(Stored data entries)
=-=-=-=-=

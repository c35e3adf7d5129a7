//! Typed REST operations against the AcademiaSys API.
//!
//! Every request passes through [`attach_credential`] before it reaches the
//! transport: when the credential store holds a token the request carries
//! `Authorization: Bearer <token>`, otherwise the header is omitted.
//!
//! ERROR HANDLING
//! ==============
//! Non-2xx responses become `ApiError::Status` with the server's `error`
//! field when the body has one, or a generic message otherwise. Callers map
//! errors to fixed UI messages; nothing here retries.

#[cfg(test)]
#[path = "api_test.rs"]
mod api_test;

use serde::de::DeserializeOwned;

use super::error::ApiError;
use super::transport::{AUTHORIZATION_HEADER, ApiRequest, ApiResponse, BrowserTransport, Transport};
use super::types::{ErrorBody, LoginRequest, LoginResponse, Project, Registration};
use crate::state::credentials::{BrowserCredentials, CredentialStore};

/// API base used when `ACADEMIA_API_BASE` is not set at build time.
pub const DEFAULT_API_BASE: &str = "http://localhost:8080";

/// Message used when a failed response carries no `error` payload.
pub const GENERIC_FAILURE_MESSAGE: &str = "request failed";

/// Base address baked in at compile time.
pub fn api_base() -> String {
    normalize_base(option_env!("ACADEMIA_API_BASE").unwrap_or(DEFAULT_API_BASE))
}

fn normalize_base(raw: &str) -> String {
    raw.trim().trim_end_matches('/').to_owned()
}

/// Add the bearer header for `token`, or leave the request untouched.
pub fn attach_credential(request: ApiRequest, token: Option<&str>) -> ApiRequest {
    match token {
        Some(token) => request.with_header(AUTHORIZATION_HEADER, format!("Bearer {token}")),
        None => request,
    }
}

/// Interpret a settled response as `R` or an `ApiError`.
///
/// An empty success body decodes as JSON `null`.
pub(crate) fn decode_response<R: DeserializeOwned>(response: &ApiResponse) -> Result<R, ApiError> {
    if !response.is_success() {
        return Err(ApiError::Status { status: response.status, message: failure_message(&response.body) });
    }
    let body = if response.body.trim().is_empty() { "null" } else { response.body.as_str() };
    serde_json::from_str(body).map_err(|e| ApiError::Decode(e.to_string()))
}

fn failure_message(body: &str) -> String {
    serde_json::from_str::<ErrorBody>(body)
        .map(|payload| payload.error)
        .unwrap_or_else(|_| GENERIC_FAILURE_MESSAGE.to_owned())
}

/// REST client over a transport and a credential store.
#[derive(Clone, Debug)]
pub struct ApiClient<T, C> {
    base_url: String,
    transport: T,
    credentials: C,
}

/// The client pages use in the browser.
pub type BrowserApiClient = ApiClient<BrowserTransport, BrowserCredentials>;

impl BrowserApiClient {
    pub fn browser() -> Self {
        Self::new(api_base(), BrowserTransport, BrowserCredentials)
    }
}

impl<T: Transport, C: CredentialStore> ApiClient<T, C> {
    pub fn new(base_url: impl AsRef<str>, transport: T, credentials: C) -> Self {
        Self { base_url: normalize_base(base_url.as_ref()), transport, credentials }
    }

    pub fn base_url(&self) -> &str {
        &self.base_url
    }

    /// Credential slot read by the interceptor and written by login.
    pub fn credentials(&self) -> &C {
        &self.credentials
    }

    fn endpoint(&self, path: &str) -> String {
        format!("{}{path}", self.base_url)
    }

    async fn execute<R: DeserializeOwned>(&self, request: ApiRequest) -> Result<R, ApiError> {
        let token = self.credentials.load();
        let request = attach_credential(request, token.as_deref());
        let response = self.transport.send(request).await?;
        decode_response(&response)
    }

    /// Exchange email and password for a credential via `POST /login`.
    ///
    /// Does not persist the returned token; the login flow decides that.
    ///
    /// # Errors
    ///
    /// Returns an error if the request fails, the server rejects the
    /// credentials, or the body lacks a `token`.
    pub async fn authenticate(&self, email: &str, password: &str) -> Result<LoginResponse, ApiError> {
        let payload = LoginRequest { email: email.to_owned(), password: password.to_owned() };
        let request = ApiRequest::post_json(self.endpoint("/login"), &payload)?;
        self.execute(request).await
    }

    /// Create an account via `POST /register`. The success payload is opaque.
    ///
    /// # Errors
    ///
    /// Returns an error if the request fails or the server rejects the record.
    pub async fn register_user(&self, registration: &Registration) -> Result<serde_json::Value, ApiError> {
        let request = ApiRequest::post_json(self.endpoint("/register"), registration)?;
        self.execute(request).await
    }

    /// Fetch every project visible to the caller from `GET /api/projects`.
    ///
    /// A `null` or empty success body is an empty collection.
    ///
    /// # Errors
    ///
    /// Returns an error if the request fails or the body is not a project list.
    pub async fn list_projects(&self) -> Result<Vec<Project>, ApiError> {
        self.execute::<Option<Vec<Project>>>(ApiRequest::get(self.endpoint("/api/projects")))
            .await
            .map(Option::unwrap_or_default)
    }

    /// Fetch one project from `GET /api/projects/{id}`.
    ///
    /// # Errors
    ///
    /// Returns an error if the request fails, the project does not exist, or
    /// the body is not a project.
    pub async fn get_project(&self, id: u64) -> Result<Project, ApiError> {
        self.execute(ApiRequest::get(self.endpoint(&format!("/api/projects/{id}")))).await
    }
}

=-=-=-=-=

Set aside each line above that includes the string "ErrorBody" and report it.

> _REPLY TO THE TASK_
use super::types::{ErrorBody, LoginRequest, LoginResponse, Project, Registration};
    serde_json::from_str::<ErrorBody>(body)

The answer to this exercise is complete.